Maternal Serum Copper Concentration in Premature Rupture of Membrane: A Case-Control Study

Research Note
Maternal Serum Copper Concentration in Premature Rupture of Membrane: A Case-Control Study

S. Bakhshande- Nosrat, E.A. Ghaemi, A. Ahmadi, N. Behnampour, A. Marjani and A.R. Mansourian

Journal of Biological Sciences, 2014, 14(1), 73-76.


Copper is an integrated parts of metal-protein required far varieties of oxide-reductive metabolic pathways in human. Copper deficiency is considered as risk factors in some pregnancies. Premature rupture of membrane is a pregnancy complication with major adverse effects and is believed maternal Copper deficiency can also be considered as interventional factors. This study was done to evaluate if there is a correlation between maternal serum Copper concentration and premature rupture of membrane in pregnancy. In this case-control study 60 pregnant women with Premature Rupture of Membrane (PROM) were selected as case group including term and pre term the control group consist of 60 pregnant women with normal delivery of term and pre term states.

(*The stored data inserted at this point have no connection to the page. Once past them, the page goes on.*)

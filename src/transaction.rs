//! Append-only record of stock movements
use super::error::LedgerError;
use super::types::{MovementType, TimeStamp};
use chrono::Utc;
use std::collections::VecDeque;

#[derive(minicbor::Encode, minicbor::Decode, Debug, Clone, PartialEq, Eq)]
pub struct StockTransaction {
    #[n(0)]
    pub id: String,
    #[n(1)]
    pub material_id: String,
    #[n(2)]
    pub movement: MovementType,
    #[n(3)]
    pub quantity: u64, // always > 0
    #[n(4)]
    pub date: TimeStamp<Utc>,
    #[n(5)]
    pub reason: String,
}

impl StockTransaction {
    pub fn new(
        id: String,
        material_id: String,
        movement: MovementType,
        quantity: u64,
        reason: String,
        date: TimeStamp<Utc>,
    ) -> Result<Self, LedgerError> {
        if quantity == 0 {
            return Err(LedgerError::InvalidQuantity);
        }
        Ok(Self {
            id,
            material_id,
            movement,
            quantity,
            date,
            reason,
        })
    }
}

/// In-memory view of the movement history, newest entry first.
#[derive(Debug, Default, Clone)]
pub struct TransactionLog {
    entries: VecDeque<StockTransaction>,
}

impl TransactionLog {
    pub fn new() -> Self {
        Self::default()
    }

    /// Build from a list already ordered newest first, as the store returns it.
    pub fn from_newest_first(entries: Vec<StockTransaction>) -> Self {
        Self {
            entries: entries.into(),
        }
    }

    /// Record a movement. No validation happens here; callers check stock first.
    pub fn append(&mut self, tx: StockTransaction) {
        self.entries.push_front(tx);
    }

    pub fn list(&self) -> impl Iterator<Item = &StockTransaction> {
        self.entries.iter()
    }

    /// Chronological order, for replaying onto a ledger.
    pub fn oldest_first(&self) -> impl Iterator<Item = &StockTransaction> {
        self.entries.iter().rev()
    }

    pub fn contains(&self, tx_id: &str) -> bool {
        self.entries.iter().any(|tx| tx.id == tx_id)
    }

    pub fn len(&self) -> usize {
        self.entries.len()
    }

    pub fn is_empty(&self) -> bool {
        self.entries.is_empty()
    }
}

#[cfg(test)]
mod tests {
    use super::*;

    fn tx(id: &str, movement: MovementType, quantity: u64) -> StockTransaction {
        StockTransaction::new(
            id.into(),
            "m1".into(),
            movement,
            quantity,
            "test".into(),
            TimeStamp::new(),
        )
        .unwrap()
    }

    #[test]
    fn zero_quantity_is_rejected() {
        let res = StockTransaction::new(
            "t".into(),
            "m1".into(),
            MovementType::Entrada,
            0,
            "x".into(),
            TimeStamp::new(),
        );
        assert!(matches!(res, Err(LedgerError::InvalidQuantity)));
    }

    #[test]
    fn list_is_newest_first() {
        let mut log = TransactionLog::new();
        log.append(tx("a", MovementType::Entrada, 5));
        log.append(tx("b", MovementType::Saida, 2));

        let ids: Vec<_> = log.list().map(|t| t.id.as_str()).collect();
        assert_eq!(ids, vec!["b", "a"]);

        let ids: Vec<_> = log.oldest_first().map(|t| t.id.as_str()).collect();
        assert_eq!(ids, vec!["a", "b"]);
        assert!(log.contains("a"));
        assert!(!log.contains("c"));
    }

    #[test]
    fn cbor_roundtrip_keeps_all_fields() {
        let original = tx("a", MovementType::Saida, 3);
        let encoded = minicbor::to_vec(&original).unwrap();
        let decoded: StockTransaction = minicbor::decode(&encoded).unwrap();
        assert_eq!(original, decoded);
    }
}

Both group were matched for maternal and pregnancy age. In case and control group the pregnancy at term and pre-term were grouped independently as well. In general the maternal mean serum Copper concentration were 192.4±78.2 and 201.08±82.06 in case and control groups, respectively but this differences statistically was not significant. Data in this study revealed that the absolute value of maternal serum Copper concentration of term or pre term in case groups was slightly lower than related controls. Drop in maternal Copper concentration in some disturbed pregnancies such as premature rupture of membrane is previously demonstrated and based on our data the absolute Copper serum concentration of women with premature rupture of membrane was also slightly lower compared to healthy pregnancy but it was not statistically significant.